Owen Brewster was born
in Penobscot County, Maine, on 22nd February, 1888. He graduated from
Bowdoin College, Brunswick, in 1909, and from the law department of
Harvard University in 1913. He was admitted
to the bar and worked as a lawyer in Portland, Maine.
A member of the Republican
Party he served as Governor of Maine (1925-1929). An unsuccessful
candidate for election to the Seventy-third Congress in 1932; he was
elected to the Seventy-fourth, Seventy-fifth, and Seventy-sixth Congresses
(January 3, 1935-January 3, 1941). Brewster was elected to the United
States Senate in 1940 and took his seat on 3rd January, 1941.
Brewster was chairman of
the Senate War Investigating Committee. In 1946 Brewster announced
that he was very concerned that the government had given Howard
Hughes
$40m for the development
and production of two aircraft that had never been delivered. Brewster
also pointed out the President Franklin
D. Roosevelt had overruled his military experts in order to hand
out the contracts to Hughes for the F-11 and HK-1 (also known as the
Spruce Goose).
Brewster also pointed out
that Hughes had provided "softening-up parties" for government
officials. Howard paid movie starlets $200 to attend these parties.

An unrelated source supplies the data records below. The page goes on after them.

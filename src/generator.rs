//! Module with the generator, the public entry point of the crate.
//! The generator runs the whole compilation pipeline: grammar parsing,
//! rewriting, integrity checks, FIRST computation, LALR(1) construction,
//! conflict resolution, lexer assembly and finally the export freeze.

use log::debug;

use crate::config::{CaseFolding, GeneratorConfig, LexerMode};
use crate::diagnostics::Diagnostics;
use crate::export::{build_export, ParserTables};
use crate::internal::action_table::build_parser_table;
use crate::internal::checks::check_grammar;
use crate::internal::first_follow::FirstSets;
use crate::internal::grammar_parser::parse_grammar;
use crate::internal::lalr::LalrAutomaton;
use crate::internal::lexer::assemble_lexer;
use crate::internal::rewriter::rewrite;
use crate::{GenError, GenErrorKind, Result};

/// The result of a successful generation run: the frozen tables plus all
/// collected diagnostics. Warnings do not fail a run.
#[derive(Debug)]
pub struct Generated {
    /// The frozen, language-neutral parser description.
    pub tables: ParserTables,
    /// Everything the generation had to say about the grammar.
    pub diagnostics: Diagnostics,
}

/// A builder for creating a generator.
#[derive(Debug, Clone, Default)]
pub struct GeneratorBuilder {
    config: GeneratorConfig,
}

impl GeneratorBuilder {
    /// Creates a new generator builder.
    pub fn new() -> Self {
        Self::default()
    }

    /// Sets the scanner table layout.
    pub fn lexer_mode(mut self, mode: LexerMode) -> Self {
        self.config.lexer_mode = mode;
        self
    }

    /// Sets the compile-time case folding.
    pub fn case_folding(mut self, folding: CaseFolding) -> Self {
        self.config.case_folding = folding;
        self
    }

    /// Sets the upper bound of the code point universe.
    pub fn max_code_point(mut self, max_code_point: u32) -> Self {
        self.config.max_code_point = max_code_point;
        self
    }

    /// Aborts generation when more conflicts than this remain after
    /// precedence resolution.
    pub fn conflict_limit(mut self, limit: usize) -> Self {
        self.config.conflict_limit = Some(limit);
        self
    }

    /// Sets the delimiters of inline semantic actions.
    pub fn action_delimiters(mut self, open: &str, close: &str) -> Self {
        self.config.action_delimiters = (open.to_string(), close.to_string());
        self
    }

    /// Builds the generator.
    pub fn build(self) -> Generator {
        Generator {
            config: self.config,
        }
    }
}

/// The parser generator.
#[derive(Debug, Clone, Default)]
pub struct Generator {
    config: GeneratorConfig,
}

impl Generator {
    /// Creates a generator with the default configuration.
    pub fn new() -> Self {
        Self::default()
    }

    /// Run the generation pipeline over a grammar description.
    ///
    /// Each phase reports into the diagnostics sink and continues as long as
    /// the invariants allow. Hard grammar errors and failed integrity checks
    /// abort with an error carrying everything collected so far.
    pub fn generate(&self, grammar_text: &str) -> Result<Generated> {
        let mut diagnostics = Diagnostics::new();

        let parsed = parse_grammar(grammar_text, &self.config, &mut diagnostics)?;
        let mut grammar = parsed.grammar;
        rewrite(&mut grammar)?;

        if !check_grammar(&grammar, &mut diagnostics) {
            return Err(GenError::new(GenErrorKind::Semantic(
                diagnostics.into_entries(),
            )));
        }

        let first_sets = FirstSets::compute(&grammar);
        let automaton = LalrAutomaton::build(&grammar, &first_sets);
        let table = build_parser_table(&grammar, &automaton, &first_sets, &mut diagnostics);

        if let Some(limit) = self.config.conflict_limit {
            if table.reported_conflicts > limit {
                diagnostics.error(
                    None,
                    format!(
                        "{} unresolved conflicts exceed the limit of {}",
                        table.reported_conflicts, limit
                    ),
                );
                return Err(GenError::new(GenErrorKind::Semantic(
                    diagnostics.into_entries(),
                )));
            }
        }

        // The %case-insensitive directive enables ASCII folding unless the
        // configuration asks for more.
        let folding = if parsed.case_insensitive && self.config.case_folding == CaseFolding::None {
            CaseFolding::Ascii
        } else {
            self.config.case_folding
        };
        let lexer = assemble_lexer(&grammar, &table, &self.config, folding, &mut diagnostics)?;

        let tables = build_export(&grammar, &table, &lexer);
        debug!(
            "generation finished: {} states, {} DFAs, {} diagnostics",
            tables.actions.len(),
            tables.dfas.len(),
            diagnostics.entries().len()
        );
        Ok(Generated {
            tables,
            diagnostics,
        })
    }
}

#[cfg(test)]
mod tests {
    use super::*;

    #[test]
    fn test_generate_minimal_grammar() {
        let generated = Generator::new().generate("S$ : 'a' ;").unwrap();
        assert!(!generated.tables.actions.is_empty());
        assert_eq!(generated.tables.dfas.len(), 1);
        assert_eq!(generated.diagnostics.error_count(), 0);
    }

    #[test]
    fn test_generate_is_deterministic() {
        let text = "<< '+' ;\n<< '*' ;\nE$ : E '+' E | E '*' E | Int ;\nInt : /[0-9]+/ ;";
        let first = Generator::new().generate(text).unwrap();
        let second = Generator::new().generate(text).unwrap();
        assert_eq!(format!("{:?}", first.tables), format!("{:?}", second.tables));
    }

    #[test]
    fn test_conflict_limit_aborts() {
        let generator = GeneratorBuilder::new().conflict_limit(0).build();
        let result = generator
            .generate("S$ : 'if' E 'then' S | 'if' E 'then' S 'else' S | 'x' ;\nE : 'e' ;");
        assert!(result.is_err());
    }

    #[test]
    fn test_semantic_error_carries_diagnostics() {
        let result = Generator::new().generate("S$ : missing ;");
        let error = result.unwrap_err();
        assert!(matches!(*error.source, GenErrorKind::Semantic(_)));
    }

    #[test]
    fn test_builder_options() {
        let generator = GeneratorBuilder::new()
            .lexer_mode(LexerMode::Single)
            .case_folding(CaseFolding::Ascii)
            .action_delimiters("{", "}")
            .build();
        let generated = generator.generate("S$ : 'abc' { emit(1) } ;").unwrap();
        let production = &generated.tables.productions[0];
        assert_eq!(production.semantic_action.as_deref(), Some("emit(1)"));
    }
}
//! Module with the position type and functions.
//! A position is a struct that contains a line and column number.

use std::fmt;

#[cfg(feature = "serde")]
use serde::{Deserialize, Serialize};

/// A position in the grammar source text.
/// The position is represented by a line and column number.
/// The line and column numbers are 1-based.
#[derive(Clone, Copy, Debug, Eq, PartialEq, Hash)]
#[cfg_attr(feature = "serde", derive(Serialize, Deserialize))]
pub struct Position {
    /// The line number of the position.
    pub line: usize,
    /// The column number of the position.
    pub column: usize,
}

impl Position {
    /// Create a new position.
    pub fn new(line: usize, column: usize) -> Self {
        debug_assert!(line > 0, "line number must be greater than 0");
        debug_assert!(column > 0, "column number must be greater than 0");
        Self { line, column }
    }

    /// Get the line number of the position.
    #[inline]
    pub fn line(&self) -> usize {
        self.line
    }

    /// Get the column number of the position.
    #[inline]
    pub fn column(&self) -> usize {
        self.column
    }
}

impl Default for Position {
    fn default() -> Self {
        Self { line: 1, column: 1 }
    }
}

impl fmt::Display for Position {
    fn fmt(&self, f: &mut fmt::Formatter<'_>) -> fmt::Result {
        write!(f, "line: {}, column: {}", self.line, self.column)
    }
}

#[cfg(test)]
mod tests {
    use super::*;

    #[test]
    fn test_position() {
        let pos = Position::new(3, 7);
        assert_eq!(pos.line(), 3);
        assert_eq!(pos.column(), 7);
        assert_eq!(format!("{}", pos), "line: 3, column: 7");
    }
}
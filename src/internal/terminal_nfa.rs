//! This module contains the implementation of the multi-terminal NFA.
//! All terminal patterns of the grammar are combined into one state arena so
//! that scanner DFAs can be built for arbitrary subsets of terminals. Each
//! terminal keeps its own start and end state; the end state carries the
//! accept id of the terminal. Lower terminal ids have higher priority.

use super::char_class::CharClass;
use super::nfa::{Nfa, NfaState};
use super::{StateID, TerminalID};

#[derive(Debug, Clone, Default)]
pub(crate) struct TerminalNfa {
    /// All states of all terminal NFAs with globally unique dense ids.
    states: Vec<NfaState>,
    /// The start state of each added terminal.
    starts: Vec<(TerminalID, StateID)>,
    /// The accept id per state. Only fragment end states accept.
    accepts: Vec<Option<TerminalID>>,
}

impl TerminalNfa {
    pub(crate) fn new() -> Self {
        Self::default()
    }

    /// Add the NFA of a terminal to the arena. The state ids of the fragment
    /// are shifted into the global id space.
    pub(crate) fn add_terminal(&mut self, terminal: TerminalID, mut nfa: Nfa) {
        let (start, end) = nfa.shift_ids(self.states.len());
        self.states.append(&mut nfa.states);
        self.accepts.resize(self.states.len(), None);
        self.accepts[end] = Some(terminal);
        self.starts.push((terminal, start));
        debug_assert!(self
            .states
            .iter()
            .enumerate()
            .all(|(i, s)| s.id().as_usize() == i));
    }

    pub(crate) fn states(&self) -> &[NfaState] {
        &self.states
    }

    pub(crate) fn terminals(&self) -> impl Iterator<Item = TerminalID> + '_ {
        self.starts.iter().map(|(t, _)| *t)
    }

    /// The start state of the given terminal, if the terminal was added.
    pub(crate) fn start_of(&self, terminal: TerminalID) -> Option<StateID> {
        self.starts
            .iter()
            .find(|(t, _)| *t == terminal)
            .map(|(_, s)| *s)
    }

    /// The epsilon closure of the start states of the given terminals.
    /// This is the seed of the subset construction for a scanner restricted
    /// to those terminals.
    pub(crate) fn start_closure(&self, terminals: &[TerminalID]) -> Vec<StateID> {
        let starts = self
            .starts
            .iter()
            .filter(|(t, _)| terminals.contains(t))
            .map(|(_, s)| *s);
        self.epsilon_closure_set(starts)
    }

    /// Calculate the epsilon closure of a set of states and return the
    /// unique sorted states.
    pub(crate) fn epsilon_closure_set<I>(&self, states: I) -> Vec<StateID>
    where
        I: IntoIterator<Item = StateID>,
    {
        let mut closure: Vec<StateID> = states.into_iter().collect();
        let mut i = 0;
        while i < closure.len() {
            let current_state = closure[i];
            for epsilon_transition in self.states[current_state].epsilon_transitions() {
                if !closure.contains(&epsilon_transition.target_state()) {
                    closure.push(epsilon_transition.target_state());
                }
            }
            i += 1;
        }
        closure.sort_unstable();
        closure.dedup();
        closure
    }

    /// The accept id of a set of states. When several terminals accept, the
    /// smallest accept id wins.
    pub(crate) fn accept_of_set(&self, states: &[StateID]) -> Option<TerminalID> {
        states
            .iter()
            .filter_map(|s| self.accepts[*s])
            .min()
    }

    /// All consuming transitions leaving the given set of states.
    pub(crate) fn transitions_of_set(&self, states: &[StateID]) -> Vec<(&CharClass, StateID)> {
        let mut transitions = Vec::new();
        for state in states {
            for transition in self.states[*state].transitions() {
                transitions.push((transition.char_class(), transition.target_state()));
            }
        }
        transitions
    }

    /// Calculate move(T, [lo, hi]) for a set of states T, i.e. the targets of
    /// consuming edges whose character class overlaps the probe range.
    pub(crate) fn move_set(&self, states: &[StateID], lo: u32, hi: u32) -> Vec<StateID> {
        let mut move_set = Vec::new();
        for state in states {
            for transition in self.states[*state].transitions() {
                if transition.char_class().intersects_range(lo, hi) {
                    move_set.push(transition.target_state());
                }
            }
        }
        move_set.sort_unstable();
        move_set.dedup();
        move_set
    }
}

Their duties included swimming nude in Hughes's swimming pool. Julius
Krug, the chief of the War Production Board, was someone who often
attended these parties. One congressman who was also a frequent guest
at Hughes's home claimed: "If those girls were paid two hundred
dollars, they were greatly underpaid".
Howard
Hughes, accused of corruption, leaked information to journalists,
Drew Pearson and Jack
Anderson that Brewster was being paid by Pan American Airways
(Pan Am) to cause trouble. According to Hughes, Pan Am was trying
to persuade the United States government to set up an official worldwide
monopoly under its control. Part of this plan was to force all existing
American carriers with overseas operations to close down or merge
with Pan Am. As the owner of Trans World Airlines, Hughes posed a
serious threat to this plan. Hughes claimed that Brewster had approached
him and suggested he merge Trans World with Pan Am. When Hughes refused
Brewster began a smear campaign against him.
Drew
Pearson and Jack Anderson believed
Hughes and began their own campaign against Brewster. They reported
that Pan Am had provided Bewster with free flights to Hobe Sound,
Florida, where he stayed free of charge at the holiday home of Pan
Am Vice President Sam Pryor. These charges were repeated by Hughes
when he appeared before the Senate War Investigating Committee. He
also accused Brewster of trying to blackmail him into merging Trans
World with Pan Am. Brewster denied the charge but it helped divert
attention away from the charge that Hughes had wasted $40m of government
money.
The Senate War Investigating
Committee never completed its report on the non-delivery of the F-11
and the HK-1. The committee stopped meeting and was eventually disbanded.
In 1950 Brewster joined
other right-wing members of Congress, including Joseph
McCarthy, Richard
Nixon, J.
Parnell Thomas,
Harold Velde,
Francis
E. Walter, John
Rankin, John
Wood, and Karl
Mundt in their
campaign to remove "communists" from public life. When McCarthy
claimed that Drew Pearson was a communist
in a speech in the Senate on 15th December, 1950, Brewster had 75,000
copies printed and sent them out to everyone on his mailing list.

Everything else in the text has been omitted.